Quando mineiro sente raiva de algo não compra discussão, não desafora, não faz passeata. Estranhamente diz:
- Que preguiça.
É um temperamento zen diante do calvário.
Tem preguiça para o desentendimento e atrito. Acha que não leva a nada.
Ele fica exausto só de fantasiar as consequências. Dá um pulo no futuro e volta para contar o que viu ao seu momento atual.
Não perde tempo com ódio, colocando mais carvão na fornalha do trem.
Ele esfria, congela, caminha para trás, antevendo que o convencimento não vale o esforço, de que a pessoa não vai mudar de opinião, que ela continuará o que quer independente dos bons conselhos.
Mineiro não se economiza no trabalho, na superação de desafios, de suar e demonstrar o seu valor, arregaça as mangas com altivez, mas se incomoda em gastar a energia sem necessidade, em assuntos espinhosos e imaturos que não encontrarão resposta imediata.
Ao diagnosticar que não há solução, deixa o tempo decidir em seu lugar. Não criará uma inimizade na hora. Prefere a isenção momentânea a destruir os laços. Sua aparente neutralidade é uma demonstração de respeito. Para que atalhar se o caminho certo é o mais longo?
Enfrentei essa indolência generosa de minha mulher. Tentava provar que eu tinha razão, totalmente equivocado, nervoso e irritado, repetindo detalhes de uma história interminável, daí ela me olhou com ternura:
- Que preguiça.
Não esperava tal atitude. Parecia que ela estava zombando de mim, entretanto, havia uma sabedoria de profecia no seu comentário: apenas concluía que não resolveríamos coisa nenhuma naquele tom de voz alto e de cabeça quente.
É impossível avançar numa DR em sua companhia. Gritarei e fritarei os nervos absolutamente sozinho, longe de sua cumplicidade.
Já testemunhei Beatriz, após desligar um telefonema, usar a mesma conclusão com a confissão de um amigo em apuros ou um problema complicado no serviço.
Quando ela percebe que terá uma longa tarefa pela frente, de reverter expectativas, antecipa o próprio cansaço.
Ela também aplica idêntica exclamação para contas implacáveis. Nem precisa me repassar o valor que sei que é alto.
Ao abrir o envelope do IPTU: - Que preguiça.
Ao abrir as linhas pontilhadas de uma multa de trânsito: - Que preguiça.

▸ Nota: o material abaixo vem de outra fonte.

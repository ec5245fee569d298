pub mod config;
pub mod error;
pub mod http;
pub mod types;
//! Types shared by the qblast crates, such as parameter values, job statuses and the allowed
//! values accepted by the search service.
//!

use std::collections::BTreeMap;
use std::collections::btree_map::Iter;
use std::fmt::{Display, Formatter};
use std::str::FromStr;
use std::sync::LazyLock;
use std::{fmt, result};

use regex::Regex;

use crate::error::Error;
use crate::error::Error::ParseError;

/// Names of the outbound query fields.
pub mod fields {
  pub const CMD: &str = "CMD";
  pub const RID: &str = "RID";
  pub const QUERY: &str = "QUERY";
  pub const DATABASE: &str = "DATABASE";
  pub const PROGRAM: &str = "PROGRAM";
  pub const FILTER: &str = "FILTER";
  pub const FORMAT_TYPE: &str = "FORMAT_TYPE";
  pub const FORMAT_OBJECT: &str = "FORMAT_OBJECT";
  pub const EXPECT: &str = "EXPECT";
  pub const NUCL_REWARD: &str = "NUCL_REWARD";
  pub const NUCL_PENALTY: &str = "NUCL_PENALTY";
  pub const GAPCOSTS: &str = "GAPCOSTS";
  pub const MATRIX: &str = "MATRIX";
  pub const HITLIST_SIZE: &str = "HITLIST_SIZE";
  pub const DESCRIPTIONS: &str = "DESCRIPTIONS";
  pub const ALIGNMENTS: &str = "ALIGNMENTS";
  pub const NCBI_GI: &str = "NCBI_GI";
  pub const THRESHOLD: &str = "THRESHOLD";
  pub const WORD_SIZE: &str = "WORD_SIZE";
  pub const COMPOSITION_BASED_STATISTICS: &str = "COMPOSITION_BASED_STATISTICS";
  pub const NUM_THREADS: &str = "NUM_THREADS";
}

/// Programs that a search can run.
pub const PROGRAMS: &[&str] = &[
  "blastn",
  "megablast",
  "blastp",
  "blastx",
  "tblastn",
  "tblastx",
];

/// Output formats for search results.
pub const FORMAT_TYPES: &[&str] = &["HTML", "Text", "XML", "XML2", "JSON2", "Tabular"];

/// Output formats which are delivered as an archive and written to a file.
pub const BULK_FORMAT_TYPES: &[&str] = &["XML2", "JSON2"];

/// The format used when retrieving results without an explicit format.
pub const DEFAULT_FORMAT_TYPE: &str = "HTML";

/// Scoring matrices for protein searches.
pub const MATRICES: &[&str] = &[
  "BLOSUM45", "BLOSUM50", "BLOSUM62", "BLOSUM80", "BLOSUM90", "PAM250", "PAM30", "PAM70",
];

/// Composition based statistics codes.
pub const COMPOSITION_BASED_STATISTICS_CODES: &[&str] = &["0", "1", "2", "3"];

/// The format object used to check the status of a job.
pub const SEARCH_INFO: &str = "SearchInfo";

/// The only format object a caller may request when retrieving results.
pub const ALIGNMENT: &str = "Alignment";

/// Low complexity filter tokens: `F`, `T`, `L`, `mT` or `mL`.
pub static FILTER_PATTERN: LazyLock<Regex> =
  LazyLock::new(|| Regex::new("^(?:F|m?[TL])$").expect("expected valid filter regex"));

/// Check whether a format type is written to a file instead of being returned in memory.
pub fn is_bulk_format(format_type: &str) -> bool {
  BULK_FORMAT_TYPES.contains(&format_type)
}

/// The command sent with every request.
#[derive(Debug, Copy, Clone, PartialEq, Eq)]
pub enum Cmd {
  Put,
  Get,
}

impl Display for Cmd {
  fn fmt(&self, f: &mut Formatter<'_>) -> fmt::Result {
    match self {
      Cmd::Put => write!(f, "Put"),
      Cmd::Get => write!(f, "Get"),
    }
  }
}

/// A single parameter value, before it is flattened into a query string.
#[derive(Debug, Clone, PartialEq)]
pub enum ParamValue {
  Text(String),
  Integer(i64),
  Float(f64),
}

impl ParamValue {
  /// Get the numeric value, parsing text if necessary.
  pub fn as_number(&self) -> Option<f64> {
    match self {
      ParamValue::Text(text) => text.trim().parse().ok(),
      ParamValue::Integer(value) => Some(*value as f64),
      ParamValue::Float(value) => Some(*value),
    }
  }

  /// Get the text value if this is a text parameter.
  pub fn as_text(&self) -> Option<&str> {
    match self {
      ParamValue::Text(text) => Some(text),
      _ => None,
    }
  }

  /// Whether this is a zero-length text value.
  pub fn is_empty(&self) -> bool {
    matches!(self, ParamValue::Text(text) if text.is_empty())
  }
}

impl Display for ParamValue {
  fn fmt(&self, f: &mut Formatter<'_>) -> fmt::Result {
    match self {
      ParamValue::Text(text) => write!(f, "{text}"),
      ParamValue::Integer(value) => write!(f, "{value}"),
      ParamValue::Float(value) => write!(f, "{value}"),
    }
  }
}

impl From<&str> for ParamValue {
  fn from(value: &str) -> Self {
    Self::Text(value.to_string())
  }
}

impl From<String> for ParamValue {
  fn from(value: String) -> Self {
    Self::Text(value)
  }
}

impl From<&String> for ParamValue {
  fn from(value: &String) -> Self {
    Self::Text(value.clone())
  }
}

impl From<i64> for ParamValue {
  fn from(value: i64) -> Self {
    Self::Integer(value)
  }
}

impl From<i32> for ParamValue {
  fn from(value: i32) -> Self {
    Self::Integer(value.into())
  }
}

impl From<u32> for ParamValue {
  fn from(value: u32) -> Self {
    Self::Integer(value.into())
  }
}

impl From<f64> for ParamValue {
  fn from(value: f64) -> Self {
    Self::Float(value)
  }
}

impl From<Cmd> for ParamValue {
  fn from(cmd: Cmd) -> Self {
    Self::Text(cmd.to_string())
  }
}

/// The upper-case field names and values of a single request.
#[derive(Debug, Clone, Default, PartialEq)]
pub struct ParameterBag {
  params: BTreeMap<String, ParamValue>,
}

impl ParameterBag {
  /// Create an empty bag.
  pub fn new() -> Self {
    Self::default()
  }

  /// Insert a value, returning the previous value of the field.
  pub fn insert(&mut self, field: impl Into<String>, value: impl Into<ParamValue>) -> Option<ParamValue> {
    self.params.insert(field.into(), value.into())
  }

  /// Get the value of a field.
  pub fn get(&self, field: &str) -> Option<&ParamValue> {
    self.params.get(field)
  }

  /// Get the value of a field if it is text.
  pub fn get_text(&self, field: &str) -> Option<&str> {
    self.get(field).and_then(ParamValue::as_text)
  }

  /// Whether the field is present.
  pub fn contains_key(&self, field: &str) -> bool {
    self.params.contains_key(field)
  }

  /// The number of fields.
  pub fn len(&self) -> usize {
    self.params.len()
  }

  /// Whether there are no fields.
  pub fn is_empty(&self) -> bool {
    self.params.is_empty()
  }

  /// Iterate over the fields in key order.
  pub fn iter(&self) -> Iter<'_, String, ParamValue> {
    self.params.iter()
  }

  /// Flatten the bag into string key value pairs for a query string.
  pub fn to_query_pairs(&self) -> Vec<(String, String)> {
    self
      .params
      .iter()
      .map(|(field, value)| (field.clone(), value.to_string()))
      .collect()
  }
}

impl<K: Into<String>, V: Into<ParamValue>> FromIterator<(K, V)> for ParameterBag {
  fn from_iter<T: IntoIterator<Item = (K, V)>>(iter: T) -> Self {
    Self {
      params: iter
        .into_iter()
        .map(|(field, value)| (field.into(), value.into()))
        .collect(),
    }
  }
}

impl<'a> IntoIterator for &'a ParameterBag {
  type Item = (&'a String, &'a ParamValue);
  type IntoIter = Iter<'a, String, ParamValue>;

  fn into_iter(self) -> Self::IntoIter {
    self.iter()
  }
}

/// The status of a submitted job as reported by the service.
#[derive(Debug, Copy, Clone, PartialEq, Eq)]
pub enum Status {
  Waiting,
  Ready,
  Unknown,
  Failed,
}

impl FromStr for Status {
  type Err = Error;

  fn from_str(s: &str) -> result::Result<Self, Self::Err> {
    match s.trim().to_lowercase().as_str() {
      "waiting" => Ok(Self::Waiting),
      "ready" => Ok(Self::Ready),
      "unknown" => Ok(Self::Unknown),
      "failed" => Ok(Self::Failed),
      status => Err(ParseError(format!("unrecognised job status: {status}"))),
    }
  }
}

impl Display for Status {
  fn fmt(&self, f: &mut Formatter<'_>) -> fmt::Result {
    match self {
      Status::Waiting => write!(f, "WAITING"),
      Status::Ready => write!(f, "READY"),
      Status::Unknown => write!(f, "UNKNOWN"),
      Status::Failed => write!(f, "FAILED"),
    }
  }
}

Ao abrir a carta de condomínio que pede reforma: - Que preguiça.
Existe ainda essa indisposição ao conflito em passeios indesejados, diferente das escolhas pessoais. Para ir a um lugar e encontrar-se com gente que não gosta, aceita-se o convite contrariado, na maior moleza, no maior desleixo, na obrigação moral de não expor a verdade.
Parte com o andar arrastado, desidratado, porém segue adiante. Não se ausenta para não brigar. É melhor comparecer e suportar o desgosto de uma vez por todas a depois ser motivo de fofoca e inventar desculpas para a sua falta.
A oposição é sempre indireta. O mineiro não pretende jamais que o desafeto descubra o que ele pensa dele.
No fundo da alma, ele é preguiçoso para o ódio.